WORK TO BE COMPLETED
The response has to be every entry, printed word for word.

Stored items
++++

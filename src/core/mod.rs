//! # Core Application Logic
//!
//! This module contains Reel's presentation logic.
//! It knows nothing about any specific UI technology.
//!
//! ```text
//!                    ┌─────────────────────────┐
//!                    │         CORE            │
//!                    │  (this module)          │
//!                    │                         │
//!                    │  • Coordinator (slots)  │
//!                    │  • diff() (reconciler)  │
//!                    │  • Config               │
//!                    └───────────┬─────────────┘
//!                                │
//!            ┌───────────────────┴───────────────────┐
//!            ▼                                       ▼
//!     ┌────────────┐                          ┌────────────┐
//!     │    TUI     │                          │  Catalog   │
//!     │  Adapter   │                          │ Repository │
//!     │ (ratatui)  │                          │  (OMDb)    │
//!     └────────────┘                          └────────────┘
//! ```
//!
//! ## Modules
//!
//! - [`coordinator`]: The `Coordinator`, sole writer of the observable slots
//! - [`reconcile`]: `diff()` / `apply()` for keyed lists
//! - [`config`]: Layered configuration

pub mod config;
pub mod coordinator;
pub mod reconcile;
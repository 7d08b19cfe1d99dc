//! # TitleBar Component
//!
//! Top status bar: app name, search status, and a transient error toast.
//!
//! Stateless: it receives all data as props and renders what it's given.
//!
//! 1. **Toast**: `"Reel | 3 of 41 results          ✗ Invalid API key!"`
//! 2. **Status**: `"Reel | ⠙ Searching…"`
//! 3. **Idle**: `"Reel"`

use ratatui::Frame;
use ratatui::layout::{Alignment, Rect};
use ratatui::style::{Color, Modifier, Style};
use ratatui::text::{Line, Span};
use ratatui::widgets::Paragraph;

use crate::catalog::CatalogPayload;
use crate::core::coordinator::Slot;
use crate::tui::component::Component;

const SPINNER: [char; 10] = ['⠋', '⠙', '⠹', '⠸', '⠼', '⠴', '⠦', '⠧', '⠇', '⠏'];

/// Top status bar.
pub struct TitleBar {
    /// Status text (e.g., "Searching…", "10 of 41 results")
    pub status_message: String,
    /// Latest failure, shown right-aligned while it is fresh
    pub toast: Option<String>,
}

impl TitleBar {
    pub fn new(status_message: String, toast: Option<String>) -> Self {
        Self {
            status_message,
            toast,
        }
    }
}

/// Status line text for the current movies slot.
pub fn search_status(movies: &Slot<CatalogPayload>, spinner_frame: usize) -> String {
    if movies.is_idle() {
        return String::new();
    }
    if movies.is_loading() {
        return format!("{} Searching…", SPINNER[spinner_frame % SPINNER.len()]);
    }
    match (movies.value(), movies.error()) {
        (Some(payload), _) if payload.items.is_empty() => "No matches".to_string(),
        (Some(payload), _) if payload.total_results > payload.items.len() => format!(
            "{} of {} results",
            payload.items.len(),
            payload.total_results
        ),
        (Some(payload), _) if payload.items.len() == 1 => "1 result".to_string(),
        (Some(payload), _) => format!("{} results", payload.items.len()),
        (None, Some(_)) => "Search failed".to_string(),
        (None, None) => String::new(),
    }
}

impl Component for TitleBar {
    fn render(&mut self, frame: &mut Frame, area: Rect) {
        let title_text = if self.status_message.is_empty() {
            "Reel".to_string()
        } else {
            format!("Reel | {}", self.status_message)
        };
        frame.render_widget(
            Paragraph::new(Span::styled(
                title_text,
                Style::default().add_modifier(Modifier::BOLD),
            )),
            area,
        );

        if let Some(toast) = &self.toast {
            let toast = Paragraph::new(Line::from(Span::styled(
                format!("✗ {toast}"),
                Style::default().fg(Color::Red),
            )))
            .alignment(Alignment::Right);
            frame.render_widget(toast, area);
        }
    }
}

++++

TASK RESULT
filename src/core/mod.rs
//! # Core Application Logic
//!
//! This module contains Reel's presentation logic.
//! It knows nothing about any specific UI technology.
//!
//! ```text
//!                    ┌─────────────────────────┐
//!                    │         CORE            │
//!                    │  (this module)          │
//!                    │                         │
//!                    │  • Coordinator (slots)  │
//!                    │  • diff() (reconciler)  │
//!                    │  • Config               │
//!                    └───────────┬─────────────┘
//!                                │
//!            ┌───────────────────┴───────────────────┐
//!            ▼                                       ▼
//!     ┌────────────┐                          ┌────────────┐
//!     │    TUI     │                          │  Catalog   │
//!     │  Adapter   │                          │ Repository │
//!     │ (ratatui)  │                          │  (OMDb)    │
//!     └────────────┘                          └────────────┘
//! ```
//!
//! ## Modules
//!
//! - [`coordinator`]: The `Coordinator`, sole writer of the observable slots
//! - [`reconcile`]: `diff()` / `apply()` for keyed lists
//! - [`config`]: Layered configuration

pub mod config;
pub mod coordinator;
pub mod reconcile;
repository 7d08b19cfe1d99dc
//! # TitleBar Component
//!
//! Top status bar: app name, search status, and a transient error toast.
//!
//! Stateless: it receives all data as props and renders what it's given.
//!
//! 1. **Toast**: `"Reel | 3 of 41 results          ✗ Invalid API key!"`
//! 2. **Status**: `"Reel | ⠙ Searching…"`
//! 3. **Idle**: `"Reel"`

use ratatui::Frame;
use ratatui::layout::{Alignment, Rect};
use ratatui::style::{Color, Modifier, Style};
use ratatui::text::{Line, Span};
use ratatui::widgets::Paragraph;

use crate::catalog::CatalogPayload;
use crate::core::coordinator::Slot;
use crate::tui::component::Component;

const SPINNER: [char; 10] = ['⠋', '⠙', '⠹', '⠸', '⠼', '⠴', '⠦', '⠧', '⠇', '⠏'];

/// Top status bar.
pub struct TitleBar {
    /// Status text (e.g., "Searching…", "10 of 41 results")
    pub status_message: String,
    /// Latest failure, shown right-aligned while it is fresh
    pub toast: Option<String>,
}

impl TitleBar {
    pub fn new(status_message: String, toast: Option<String>) -> Self {
        Self {
            status_message,
            toast,
        }
    }
}

/// Status line text for the current movies slot.
pub fn search_status(movies: &Slot<CatalogPayload>, spinner_frame: usize) -> String {
    if movies.is_idle() {
        return String::new();
    }
    if movies.is_loading() {
        return format!("{} Searching…", SPINNER[spinner_frame % SPINNER.len()]);
    }
    match (movies.value(), movies.error()) {
        (Some(payload), _) if payload.items.is_empty() => "No matches".to_string(),
        (Some(payload), _) if payload.total_results > payload.items.len() => format!(
            "{} of {} results",
            payload.items.len(),
            payload.total_results
        ),
        (Some(payload), _) if payload.items.len() == 1 => "1 result".to_string(),
        (Some(payload), _) => format!("{} results", payload.items.len()),
        (None, Some(_)) => "Search failed".to_string(),
        (None, None) => String::new(),
    }
}

impl Component for TitleBar {
    fn render(&mut self, frame: &mut Frame, area: Rect) {
        let title_text = if self.status_message.is_empty() {
            "Reel".to_string()
        } else {
            format!("Reel | {}", self.status_message)
        };
        frame.render_widget(
            Paragraph::new(Span::styled(
                title_text,
                Style::default().add_modifier(Modifier::BOLD),
            )),
            area,
        );

        if let Some(toast) = &self.toast {
            let toast = Paragraph::new(Line::from(Span::styled(
                format!("✗ {toast}"),
                Style::default().fg(Color::Red),
            )))
            .alignment(Alignment::Right);
            frame.render_widget(toast, area);
        }
    }
}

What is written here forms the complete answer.